Madhav, who understands but cannot speak fluent English, is a buffoon whose kind nature turns into carnal frustration when Riya wouldn’t ‘do it’ with him. She only sees him as a friend (and a worse-case scenario love-interest), agreeing to be his ‘half girlfriend.’ Like the logic-defying irrelevance of the film’s title, this confuses the hell out of the country bumpkin. (To put a spin on Al Pachino’s dialogue from The Devil’s Advocate: “Look (and peck) but do not touch.”)

She dumps him for a rich snob, leaves for the US only to return to his life as a divorcee because even losers deserve a second chance. (Spoiler alert: she promptly fakes a fatal disease and runs away again). He returns home to mum who runs a small school and stumbles on a United Nation’s grant for rural schools in Bihar funded by Bill Gates. And yes, Bill does make an entrance late in the movie — as a CGI-ed head on top of a tall, lanky body.

A weekend watch comprising Half Girlfriend and Saba Qamar’s Bollywood debut, Hindi Medium

Custom-made for today’s youth where class is a less-dramatic inconvenience for ‘true love’, the plot falls flat on its face as if it slipped on a banana peel. One wishes this were a comedy, only the filmmakers are dead-serious about Madhav and Riya’s fusses.

Both Suri and Bhagat (producing his first film here) know they can get away with a bland, half-grounded sob-fest. Package it beautifully enough, pair a good-looking couple in various states of melancholic distress, sprinkle a few insufferable songs as if feeding chickens and you’ve got yourself a hit for people who like the counterfeit Swiss roll. (Half Girlfriend made 30 crore Indian rupees on the opening weekend with a production budget of 35 crore Indian rupees.)

Medium Matters

Now, if you are sick of Bollywood clichés and crave a little more sensible sustenance from films, there’s Hindi Medium which stars Saba Qamar as a mum frantic about her daughter’s future. For the Pakistani audience, Qamar is reason enough to watch the film. For anyone whose reasons are less skin-deep (and have skipped her previous two Pakistani movies), Hindi Medium serves unexpected depth that is universal and unique.

Sanket Chaudhry (director, co-writer) doesn’t pound preachiness in your face. He starts Hindi Medium 15 years back at a tailoring shop. Raj (Delzad Hiwale) is an apprentice who has his heart punctured by Cupid’s arrow the moment Meet (Sanjana Sanghi) walks into the shop. A bit class-conscious, she wants a bare-back kurta. The tailor (the conservative father-figure kind) thinks the look is a tad too bold for her. Her mum settles for a compromise (“net laga dena” she says). Raj courts Meet with the soft-voiced assurance that there will be no net on her kurta.

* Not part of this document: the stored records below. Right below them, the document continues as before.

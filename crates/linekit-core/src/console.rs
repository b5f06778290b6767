//! Terminal collaborator traits: key source, writer, raw mode and signals.
//!
//! The editor never talks to a terminal directly. A backend (see the
//! `linekit-io` crate) implements these traits; anything implementing all
//! three of [`ConsoleInput`], [`ConsoleOutput`] and [`SignalBridge`] is a
//! [`Terminal`] and can drive a `read_line` call.

use std::fmt;

use thiserror::Error;

use crate::key::{Key, KeyEvent};

/// Blocking key source with scoped raw-mode control.
pub trait ConsoleInput {
    /// Whether both ends of the session are attached to a terminal.
    fn is_interactive(&self) -> bool;

    /// Enter raw mode; the returned guard restores the previous mode when
    /// dropped.
    fn enable_raw_mode(&mut self) -> ConsoleResult<RawModeGuard>;

    /// Block until the next key. `Ok(None)` means end of input.
    fn read_key(&mut self) -> ConsoleResult<Option<KeyEvent>>;
}

/// Raw text sink. Newline translation is the implementor's job.
pub trait ConsoleOutput {
    /// Write text at the current cursor position
    fn write_text(&mut self, text: &str) -> ConsoleResult<()>;

    /// Flush buffered output to the terminal
    fn flush(&mut self) -> ConsoleResult<()>;
}

/// Terminal signals the editor can forward.
#[derive(Debug, Clone, Copy, PartialEq, Eq, Hash)]
pub enum TerminalSignal {
    Interrupt,
    Quit,
    Suspend,
}

impl fmt::Display for TerminalSignal {
    fn fmt(&self, f: &mut fmt::Formatter<'_>) -> fmt::Result {
        match self {
            TerminalSignal::Interrupt => write!(f, "interrupt"),
            TerminalSignal::Quit => write!(f, "quit"),
            TerminalSignal::Suspend => write!(f, "suspend"),
        }
    }
}

/// Maps keys to terminal signals and delivers them.
///
/// Raw mode turns off the terminal's own signal generation, so signal keys
/// reach the editor as ordinary control keys and are handed back here.
pub trait SignalBridge {
    /// The signal a key stands for, if any.
    fn signal_for(&self, key: Key) -> Option<TerminalSignal> {
        default_signal_for(key)
    }

    /// Deliver `signal` to the process. Called with raw mode released.
    fn raise(&mut self, signal: TerminalSignal) -> ConsoleResult<()>;
}

/// `^\` quits and `^Z` suspends. `^C` is an editing command (kill line).
pub fn default_signal_for(key: Key) -> Option<TerminalSignal> {
    match key {
        Key::ControlBackslash => Some(TerminalSignal::Quit),
        Key::ControlZ => Some(TerminalSignal::Suspend),
        _ => None,
    }
}

/// Everything a `read_line` call needs from its environment.
pub trait Terminal: ConsoleInput + ConsoleOutput + SignalBridge {}

impl<T: ConsoleInput + ConsoleOutput + SignalBridge + ?Sized> Terminal for T {}

/// RAII guard for terminal raw mode
pub struct RawModeGuard {
    restore_fn: Option<Box<dyn FnOnce() + Send>>,
    platform_info: String,
}

impl RawModeGuard {
    pub fn new<F>(restore_fn: F, platform_info: String) -> Self
    where
        F: FnOnce() + Send + 'static,
    {
        Self {
            restore_fn: Some(Box::new(restore_fn)),
            platform_info,
        }
    }

    pub fn platform_info(&self) -> &str {
        &self.platform_info
    }

    pub fn is_active(&self) -> bool {
        self.restore_fn.is_some()
    }

    /// Restore terminal mode now instead of on drop.
    pub fn restore(mut self) -> ConsoleResult<()> {
        match self.restore_fn.take() {
            Some(restore_fn) => {
                restore_fn();
                Ok(())
            }
            None => Err(ConsoleError::TerminalError("Already restored".to_string())),
        }
    }
}

impl Drop for RawModeGuard {
    fn drop(&mut self) {
        if let Some(restore_fn) = self.restore_fn.take() {
            restore_fn();
        }
    }
}

impl fmt::Debug for RawModeGuard {
    fn fmt(&self, f: &mut fmt::Formatter<'_>) -> fmt::Result {
        f.debug_struct("RawModeGuard")
            .field("platform_info", &self.platform_info)
            .field("active", &self.is_active())
            .finish()
    }
}

/// Console operation errors
#[derive(Debug, Error)]
pub enum ConsoleError {
    /// Platform I/O error
    #[error("I/O error: {0}")]
    IoError(#[from] std::io::Error),

    /// Terminal setup/teardown error
    #[error("Terminal error: {0}")]
    TerminalError(String),

    /// Feature not supported on this platform
    #[error("Feature '{feature}' not supported on platform '{platform}'")]
    UnsupportedFeature { feature: String, platform: String },
}

/// Result type for console operations
pub type ConsoleResult<T> = Result<T, ConsoleError>;

#[cfg(test)]
mod tests {
    use super::*;
    use std::sync::atomic::{AtomicUsize, Ordering};
    use std::sync::Arc;

    #[test]
    fn test_guard_restores_once_on_drop() {
        let restored = Arc::new(AtomicUsize::new(0));
        let counter = Arc::clone(&restored);
        {
            let guard = RawModeGuard::new(
                move || {
                    counter.fetch_add(1, Ordering::SeqCst);
                },
                "test".to_string(),
            );
            assert!(guard.is_active());
            assert_eq!(guard.platform_info(), "test");
        }
        assert_eq!(restored.load(Ordering::SeqCst), 1);
    }

    #[test]
    fn test_guard_manual_restore() {
        let restored = Arc::new(AtomicUsize::new(0));
        let counter = Arc::clone(&restored);
        let guard = RawModeGuard::new(
            move || {
                counter.fetch_add(1, Ordering::SeqCst);
            },
            "test".to_string(),
        );
        guard.restore().unwrap();
        assert_eq!(restored.load(Ordering::SeqCst), 1);
    }

    #[test]
    fn test_default_signal_keys() {
        assert_eq!(default_signal_for(Key::ControlZ), Some(TerminalSignal::Suspend));
        assert_eq!(default_signal_for(Key::ControlBackslash), Some(TerminalSignal::Quit));
        assert_eq!(default_signal_for(Key::ControlC), None);
        assert_eq!(TerminalSignal::Interrupt.to_string(), "interrupt");
    }
}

In that brief instance starts an old-school romance — one that firmly develops the outlook of these two characters.

Raj grows up to become Irrfan Khan and Meet becomes Saba Qamar (with an apparent Pakistani accent). He has a thriving three-floor boutique in Chandni Chowk that sells first copies of designer Manish Malhotra’s outfits. She is still conscious of her lifestyle. To get their daughter a better education, they move to an upper class neighborhood. Both life and school enrollment is needlessly complicated and insanely corrupt, and Hindi Medium’s screenplay is keenly sympathetic of this fact.

Raj and Meet (ranging from okay to fine) have filler characteristics that bide the time until the big climax (he can’t speak English, she believes that their child will end up a druggie if she is not sent to a prestigious school). By then they learn a lot about people, life, upper class snobbery and how education matters to everyone and not just the rich.

You can’t make this stuff up. But then again, since this is a movie, some of the stuff you can.